The focus of this commentary is sequence homology defined as shared ancestry between two segments of sequences. It includes two broad classes of relations between genes - orthology and paralogy. Lately Ken Wolffe added a new term ‘ohnology’ to describe paralogous genes, whose shared ancestry is from whole genome duplication events. As an example, bladderwort genome paper presents very informative analysis of various whole genome duplication event in plants. Check their Fig. 1 for example.
Orthology refers to shared ancestry of a gene in two species. For example, human hox genes in four genomic clusters have orthologies with four sets of hox genes.
Paralogy refers to shared ancestry caused by gene duplication. Hox1, Hox2, Hox3 and Hox4 clusters in human genome are paralogous to each other.

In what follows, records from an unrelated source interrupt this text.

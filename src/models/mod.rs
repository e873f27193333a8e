// SPDX-License-Identifier: MIT
// Copyright 2026 Roland Dreier <roland@rolandd.dev>

//! Data models for the application.

pub mod interaction;
pub mod meeting;
pub mod response;
pub mod user;

pub use interaction::Interaction;
pub use meeting::{DateRange, Meeting};
pub use response::{AvailabilityResponse, RawSlot, TimeSlot, HOUR_END, HOUR_START};
pub use user::SessionUser;
// SPDX-License-Identifier: MIT
// Copyright 2026 Roland Dreier <roland@rolandd.dev>

//! Shared helpers for date/time formatting.

use chrono::{DateTime, NaiveDate, SecondsFormat, Utc};

/// Format a UTC timestamp as RFC3339 using a `Z` suffix.
pub fn format_utc_rfc3339(date: DateTime<Utc>) -> String {
    date.to_rfc3339_opts(SecondsFormat::Secs, true)
}

/// Every date from `start` to `end` inclusive, in order.
///
/// Empty when `start > end`.
pub fn dates_inclusive(start: NaiveDate, end: NaiveDate) -> Vec<NaiveDate> {
    start.iter_days().take_while(|d| *d <= end).collect()
}
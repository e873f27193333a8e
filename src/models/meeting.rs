// SPDX-License-Identifier: MIT
// Copyright 2026 Roland Dreier <roland@rolandd.dev>

//! Meeting model for storage and API.

use chrono::{DateTime, NaiveDate, Utc};
use serde::{Deserialize, Serialize};
#[cfg(feature = "binding-generation")]
use ts_rs::TS;

/// Prefix for generated meeting codes.
pub const MEETING_ID_PREFIX: &str = "MTG-";

/// Longest date range a meeting may span, in days (inclusive).
pub const MAX_RANGE_DAYS: i64 = 31;

/// Meeting record stored in the `meetings` collection.
#[derive(Debug, Clone, PartialEq, Serialize, Deserialize)]
#[cfg_attr(feature = "binding-generation", derive(TS))]
#[cfg_attr(
    feature = "binding-generation",
    ts(export, export_to = "web/src/lib/generated/")
)]
pub struct Meeting {
    /// Short opaque code (also used as document ID)
    pub id: String,
    pub name: String,
    pub description: Option<String>,
    /// Creator's estimate of how many people will respond
    pub participants_count: u32,
    #[cfg_attr(feature = "binding-generation", ts(type = "string"))]
    pub date_range_start: NaiveDate,
    #[cfg_attr(feature = "binding-generation", ts(type = "string"))]
    pub date_range_end: NaiveDate,
    /// Discord user ID of the creator
    pub creator_id: String,
    pub creator_name: String,
    /// Guild the meeting was created from, if any
    pub guild_id: Option<String>,
    /// Channel the meeting was created from, if any
    pub channel_id: Option<String>,
    /// Creation time (RFC 3339)
    pub created_at: String,
}

impl Meeting {
    pub fn range(&self) -> DateRange {
        DateRange {
            start: self.date_range_start,
            end: self.date_range_end,
        }
    }

    /// Whether `date` falls inside the meeting's range.
    pub fn covers(&self, date: NaiveDate) -> bool {
        self.date_range_start <= date && date <= self.date_range_end
    }
}

/// A validated, inclusive date range (`start <= end`).
#[derive(Debug, Clone, Copy, PartialEq, Eq)]
pub struct DateRange {
    pub start: NaiveDate,
    pub end: NaiveDate,
}

impl DateRange {
    pub fn new(start: NaiveDate, end: NaiveDate) -> Result<Self, String> {
        if start > end {
            return Err(format!(
                "Start date {start} must not be after end date {end}"
            ));
        }
        let days = (end - start).num_days() + 1;
        if days > MAX_RANGE_DAYS {
            return Err(format!(
                "Date range spans {days} days; at most {MAX_RANGE_DAYS} are allowed"
            ));
        }
        Ok(Self { start, end })
    }

    /// Parse `YYYY-MM-DD ~ YYYY-MM-DD`. A single date means a one-day range.
    pub fn parse(input: &str) -> Result<Self, String> {
        let mut parts = input.split('~').map(str::trim);
        let start_raw = parts.next().unwrap_or_default();
        let end_raw = parts.next().unwrap_or(start_raw);

        if parts.next().is_some() {
            return Err("Use the format YYYY-MM-DD ~ YYYY-MM-DD".to_string());
        }

        let start = parse_iso_date(start_raw)?;
        let end = parse_iso_date(end_raw)?;
        Self::new(start, end)
    }
}

/// Parse a strict `YYYY-MM-DD` date.
pub fn parse_iso_date(raw: &str) -> Result<NaiveDate, String> {
    // chrono accepts unpadded fields; require the canonical width.
    if raw.len() != 10 {
        return Err(format!("Invalid date '{raw}': expected YYYY-MM-DD"));
    }
    NaiveDate::parse_from_str(raw, "%Y-%m-%d")
        .map_err(|_| format!("Invalid date '{raw}': expected YYYY-MM-DD"))
}

/// Generate a meeting code from the creation time: `MTG-` + base36 millis.
pub fn generate_meeting_id(now: DateTime<Utc>) -> String {
    let mut millis = now.timestamp_millis().max(0) as u64;
    let mut digits = Vec::new();
    loop {
        let d = (millis % 36) as u8;
        digits.push(if d < 10 { b'0' + d } else { b'A' + d - 10 });
        millis /= 36;
        if millis == 0 {
            break;
        }
    }
    digits.reverse();
    format!(
        "{MEETING_ID_PREFIX}{}",
        String::from_utf8_lossy(&digits)
    )
}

Now that large number of complete genome sequences are being published online, we checked for best approaches to find orthologous genes in those genomes and came across a very informative Biostars thread.
Rest of this commentary is our lame attempt to summarize excellent discussions in the above thread.
Bioinformatics approaches for finding orthologies
They fall into two categories - reciprocal BLAST and construction of phylogenetic trees. Reciprocal BLAST approach is fast and less accurate, and phylogenetic tree approach is slow and more accurate.
BlastO is a BLAST web-service developed by Princeton researcher Yi Zhou to allow you to do BLAST on orthologous genes.
Several online databases exist, from where researchers can download pre- computed orthology tables for a set of organisms.
MetaPhOrs can be described as a orthology database of orthology databases. It combines results from many other BLAST- based orthology databases using phylogeny-based method and develops more accurate tables.
MetaPhOrs is a public repository of phylogeny-based orthology and paralogy predictions that were computed using resources available in seven popular homology prediction services (PhylomeDB, EnsemblCompara, EggNOG, OrthoMCL, COG, Fungal Orthogroups, and TreeFam).
MetaPhOrs data can be downloaded from this ftp site. We do not know how often they update their tables, because keeping up with the newly released genomes is the biggest challenge faced by all groups maintaining orthology databases. Currently it includes 863 organisms, but a large number of them are prokaryotes.
COG and eggNOG
COG database is maintained at NCBI.
Clusters of Orthologous Groups of proteins (COGs) were delineated by comparing protein sequences encoded in complete genomes, representing major phylogenetic lineages. Each COG consists of individual proteins or groups of paralogs from at least 3 lineages and thus corresponds to an ancient conserved domain.
FTP site for COG eukaryotic data is here. Its eukaryotic cluster includes only seven organisms.
EggNOG is EMBL’s improvement over COG.
EggNOG (evolutionary genealogy of genes: Non-supervised Orthologous Groups) is a database of orthologous groups of genes. The orthologous groups are annotated with functional description lines (derived by identifying a common denominator for the genes based on their various annotations), with functional tags:  categories (i.e derived from the original COG/KOG categories).
eggNOG’s database currently counts 721,801 orthologous groups in 1133 species, covering 4,396,591 proteins (built from 5,214,234 proteins).
Their data can be downloaded from here.
EnsemblCompara does very extensive work of building trees for orthologous genes. We do not know how much they differ from eggNOG, because we are too lazy to read the papers. Biostars thread says that Ensembl is phylogeny based and eggNOG is BLAST- based, but the download page of eggNOG does list some trees.
Gene trees are constructed using a representative protein for every gene in Ensembl: proteins are clustered using hcluster_sg based on WU-BLAST scores, and each cluster of proteins is aligned using M-Coffee. Finally, TreeBeST is used to produce a gene tree from each multiple alignment, reconciling it with the species tree to call duplication events. Homologues are deduced from these trees. We also determine gene gain and loss events using the CAFE software.
Possibly not being updated:
InParanoid and MultiParanoid
OrthoMCL, phylofacts, TreeFam, PHOG - are they being updated?
If we like to use a database being updated regularly with arrival of new genomes from all kinds of places, which one should we use?